Reputation: 457
From The Java Language Specification Java SE 8 Edition (section 3.8) it seems that Java letters must include ASCII letters
The "Java letters" include uppercase and lowercase ASCII Latin letters A-Z (\u0041-\u005a), and a-z (\u0061-\u007a), and, for historical reasons, the ASCII underscore (_, or \u005f) and dollar sign ($, or \u0024). The $ sign should be used only in mechanically generated source code or, rarely, to access pre-existing names on legacy systems.
but may not include other Unicode letters (since the following sentence contains may not must):
Letters and digits may be drawn from the entire Unicode character set, which supports most writing scripts in use in the world today, including the large sets for Chinese, Japanese, and Korean.

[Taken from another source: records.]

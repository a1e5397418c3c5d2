//! Common entity query helpers.
//!
//! Pure read-only queries shared by the demo shell and tests.

use hecs::{Entity, World};

use crate::components::{Health, MoveSpeed, SprintState, Stamina, Wallet};
use crate::systems::interaction;
use crate::time_system::TimerScheduler;

/// Current and maximum stamina
pub fn stamina_of(world: &World, entity: Entity) -> Option<(f32, f32)> {
    world
        .get::<&Stamina>(entity)
        .ok()
        .map(|s| (s.current, s.max))
}

/// Current movement speed
pub fn speed_of(world: &World, entity: Entity) -> Option<f32> {
    world.get::<&MoveSpeed>(entity).ok().map(|s| s.current)
}

/// Current and maximum health
pub fn health_of(world: &World, entity: Entity) -> Option<(i32, i32)> {
    world
        .get::<&Health>(entity)
        .ok()
        .map(|h| (h.current, h.max))
}

/// Money and collectable counts
pub fn wallet_of(world: &World, entity: Entity) -> Option<(i32, u32)> {
    world
        .get::<&Wallet>(entity)
        .ok()
        .map(|w| (w.money, w.collectables))
}

pub fn is_sprinting(world: &World, entity: Entity) -> bool {
    world
        .get::<&SprintState>(entity)
        .map(|s| s.sprinting)
        .unwrap_or(false)
}

/// Whether the drain and regen loops are live, in that order
pub fn stamina_timers_active(
    world: &World,
    scheduler: &TimerScheduler,
    entity: Entity,
) -> (bool, bool) {
    let Ok(state) = world.get::<&SprintState>(entity) else {
        return (false, false);
    };
    (
        state
            .drain_timer
            .map(|id| scheduler.is_active(id))
            .unwrap_or(false),
        state
            .regen_timer
            .map(|id| scheduler.is_active(id))
            .unwrap_or(false),
    )
}

/// Interact prompt for the currently focused object, if any
pub fn focused_prompt(world: &World, entity: Entity) -> Option<String> {
    interaction::focused_prompt(world, entity)
}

This allows programmers to use identifiers in their programs that are written in their native languages.
Is that correct that the implementation conforms to the specification even if it doesn't support non-ASCII letters in the identifiers?
If that is the case then the sentence "This allows programmers to use identifiers in their programs that are written in their native languages." doesn't make much sense - since it advises using features which may not be supported by all implementations.
Upvotes: 1
Views: 63
Reputation: 3201
I think you misunderstand the usage of the word "may" here. The sentence is to be read as "It is allowed to draw letters and digits from the entire Unicode character set,..."
Thus, the implementation has to support the whole Unicode set.
Upvotes: 2